use std::sync::{Arc, Mutex};

use gifunit::tag::encode;
use gifunit::{GifUnit, GsPacket, PacketSink, PathId, ReadCounter, Transfer};

use crate::vu::{GifKick, VectorUnit, VifRegs, VifSnapshot, VuMemory};
use crate::{Config, SnapshotError, SpawnError, VuThread};

#[derive(Debug, Default)]
struct Log {
    executes: Vec<(u32, u32, u32)>,
    micro: Vec<(u32, usize)>,
    unpacks: Vec<(VifRegs, Vec<u8>)>,
}

/// Records everything it is asked to do. Microprograms kick the packet at qword `itop`.
struct TestVu {
    log: Arc<Mutex<Log>>,
    cycles: u32,
}

impl VectorUnit for TestVu {
    fn execute(&mut self, mem: &mut VuMemory, pc: u32, kick: &mut GifKick) -> u32 {
        self.log
            .lock()
            .unwrap()
            .executes
            .push((pc, mem.top, mem.itop));

        if mem.data.iter().any(|&b| b != 0) {
            kick.xgkick(mem, mem.itop);
        }

        mem.tpc = pc + 8;
        self.cycles
    }

    fn micro_written(&mut self, addr: u32, len: usize) {
        self.log.lock().unwrap().micro.push((addr, len));
    }

    fn unpack(&mut self, _: &mut VuMemory, regs: &VifRegs, data: &[u8]) {
        self.log
            .lock()
            .unwrap()
            .unpacks
            .push((regs.clone(), data.to_vec()));
    }
}

fn spawn(config: Config, cycles: u32) -> (VuThread, Arc<Mutex<Log>>) {
    let log = Arc::new(Mutex::new(Log::default()));
    let vu = TestVu {
        log: log.clone(),
        cycles,
    };

    let thread = VuThread::spawn(config, Box::new(vu), Arc::default()).unwrap();
    (thread, log)
}

fn small_ring() -> Config {
    Config {
        ring_words: 64,
        commit_kick_words: 16,
        ..Default::default()
    }
}

fn gif_packet() -> Vec<u8> {
    let mut packet = encode(1, true, 0, 2, 0x51).to_vec();
    packet.extend_from_slice(&[0x44; 32]);
    packet
}

#[test]
fn bad_ring_size() {
    let vu = Box::new(crate::vu::NopVectorUnit);
    let config = Config {
        ring_words: 1000,
        ..Default::default()
    };

    assert!(matches!(
        VuThread::spawn(config, vu, Arc::default()),
        Err(SpawnError::RingSize { words: 1000 })
    ));
}

#[test]
fn execute_queues_one_packet() {
    let (mut thread, log) = spawn(Config::default(), 100);

    thread.submit_write_data(0, &gif_packet());
    thread.submit_execute(Some(0x10), 0x40, 0);
    thread.wait_idle();

    assert!(thread.is_done());
    assert_eq!(thread.packets().pending(), 1);
    assert_eq!(log.lock().unwrap().executes, [(0x10, 0x40, 0)]);

    let finished = thread.packets().pop().unwrap();
    assert_eq!(finished.data, gif_packet());
    assert_eq!(finished.packet.size, 48);
    assert_eq!(finished.packet.cycles, 2 + 64);
    assert!(finished.packet.done);

    assert_eq!(thread.vu_cycles(), 25);
}

#[test]
fn execute_resumes_from_tpc() {
    let (mut thread, log) = spawn(Config::default(), 1);

    thread.submit_execute(Some(0x100), 1, 2);
    thread.submit_execute(None, 3, 4);
    thread.wait_idle();

    assert_eq!(
        log.lock().unwrap().executes,
        [(0x100, 1, 2), (0x108, 3, 4)]
    );

    // programs that kick nothing still produce a packet for their placeholder
    assert_eq!(thread.packets().pending(), 2);
    assert_eq!(thread.packets().peek().map(|p| p.size), Some(0));
}

#[test]
fn cycle_heuristic_is_clamped() {
    let (mut thread, _) = spawn(Config::default(), 10_000);

    for _ in 0..4 {
        thread.submit_execute(None, 0, 0);
    }

    thread.wait_idle();
    assert_eq!(thread.vu_cycles(), 3000);
}

#[test]
fn micro_writes_are_reported() {
    let (mut thread, log) = spawn(Config::default(), 0);

    thread.submit_write_micro(0x80, &[0xAB; 24]);
    thread.wait_idle();
    assert_eq!(log.lock().unwrap().micro, [(0x80, 24)]);
}

#[test]
fn unpacks_see_row_and_col() {
    let (mut thread, log) = spawn(Config::default(), 0);

    let vif = VifSnapshot {
        num: 2,
        addr: 0x30,
        ..Default::default()
    };

    thread.submit_write_row([1, 2, 3, 4]);
    thread.submit_write_col([5, 6, 7, 8]);
    thread.submit_unpack(vif, &[1; 32]);
    thread.wait_idle();

    let log = log.lock().unwrap();
    let (regs, data) = &log.unpacks[0];
    assert_eq!(regs.vif, vif);
    assert_eq!(regs.row, [1, 2, 3, 4]);
    assert_eq!(regs.col, [5, 6, 7, 8]);
    assert_eq!(data, &[1; 32]);
}

#[test]
fn wrapping_is_lossless() {
    let (mut thread, log) = spawn(small_ring(), 0);

    let mut expected = Vec::new();
    for i in 0..300u32 {
        let vif = VifSnapshot {
            num: i,
            ..Default::default()
        };

        let data = vec![i as u8; (i % 41) as usize];
        thread.submit_unpack(vif, &data);
        expected.push((i, data));
    }

    thread.wait_idle();

    let log = log.lock().unwrap();
    let received = log
        .unpacks
        .iter()
        .map(|(regs, data)| (regs.vif.num, data.clone()))
        .collect::<Vec<_>>();

    assert_eq!(received, expected);
}

#[test]
fn largest_command_fits() {
    let (mut thread, log) = spawn(small_ring(), 0);

    // 62 words: tag, address, length and 59 data words
    let data = [7; 59 * 4];
    for _ in 0..3 {
        thread.submit_write_micro(0, &data);
    }

    thread.wait_idle();
    assert_eq!(log.lock().unwrap().micro.len(), 3);
}

#[test]
fn large_writes_are_split() {
    let (mut thread, log) = spawn(small_ring(), 0);

    // 236 bytes is the largest payload of a 64 word ring
    thread.submit_write_micro(0x100, &[3; 1000]);
    thread.wait_idle();

    assert_eq!(
        log.lock().unwrap().micro,
        [
            (0x100, 236),
            (0x100 + 236, 236),
            (0x100 + 472, 236),
            (0x100 + 708, 236),
            (0x100 + 944, 56)
        ]
    );
}

#[test]
fn snapshot_round_trip() {
    let (mut a, _) = spawn(small_ring(), 40);
    for _ in 0..5 {
        a.submit_execute(None, 0, 0);
    }

    let snapshot = a.snapshot();
    assert_eq!(snapshot.read, snapshot.write);
    assert_eq!(snapshot.history, [40; 4]);

    let blob = a.save().unwrap();
    let (mut b, _) = spawn(small_ring(), 0);
    b.load(&blob).unwrap();
    assert_eq!(b.snapshot(), snapshot);
    assert_eq!(b.vu_cycles(), 40);

    // the restored ring keeps working from the restored cursors
    b.submit_write_row([0; 4]);
    b.wait_idle();
    assert_eq!(b.ring().read_pos(), snapshot.write + 5);

    b.reset();
    assert_eq!(b.ring().read_pos(), 0);
    assert_eq!(b.vu_cycles(), 0);
}

#[test]
fn restore_rejects_bad_cursors() {
    let (mut thread, _) = spawn(small_ring(), 0);
    let mut snapshot = thread.snapshot();
    snapshot.write = 64;

    assert!(matches!(
        thread.restore(snapshot),
        Err(SnapshotError::Cursor {
            pos: 64,
            capacity: 64
        })
    ));

    snapshot.write = 12;
    assert!(matches!(
        thread.restore(snapshot),
        Err(SnapshotError::Pending { read: 0, write: 12 })
    ));
    assert_eq!(thread.ring().write_pos(), 0);
    assert!(matches!(
        thread.load(&[0xFF]),
        Err(SnapshotError::Decode { .. })
    ));
}

#[derive(Debug, Clone, Default)]
struct Placeholders(Arc<Mutex<Vec<PathId>>>);

impl PacketSink for Placeholders {
    fn packet(&mut self, _: PathId, packet: &GsPacket, _: &[u8], reads: &ReadCounter) {
        reads.release(packet.read_amount);
    }

    fn placeholder(&mut self, path: PathId) {
        self.0.lock().unwrap().push(path);
    }
}

#[test]
fn gif_unit_forwards_placeholders() {
    let sink = Placeholders::default();
    let mut gif = GifUnit::new(
        gifunit::Config {
            mtvu: true,
            ..Default::default()
        },
        Box::new(sink.clone()),
    );

    let log = Arc::new(Mutex::new(Log::default()));
    let vu = TestVu {
        log: log.clone(),
        cycles: 10,
    };

    let packets = gif.mtvu_packets().unwrap().clone();
    let mut thread = VuThread::spawn(Config::default(), Box::new(vu), packets.clone()).unwrap();

    thread.submit_write_data(0, &gif_packet());
    thread.submit_execute(Some(0), 0, 0);
    gif.transfer(Transfer::Mtvu, &[]);

    assert_eq!(*sink.0.lock().unwrap(), [PathId::Path1]);
    assert_eq!(packets.wait_pop().data, gif_packet());
}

____________________

§ YOUR INSTRUCTIONS: Give again, word for word, the records from their first line to the one with "#[derive(Debug, Default)]", and leave out all else.

§ EXERCISE ANSWER:
use std::sync::{Arc, Mutex};

use gifunit::tag::encode;
use gifunit::{GifUnit, GsPacket, PacketSink, PathId, ReadCounter, Transfer};

use crate::vu::{GifKick, VectorUnit, VifRegs, VifSnapshot, VuMemory};
use crate::{Config, SnapshotError, SpawnError, VuThread};

#[derive(Debug, Default)]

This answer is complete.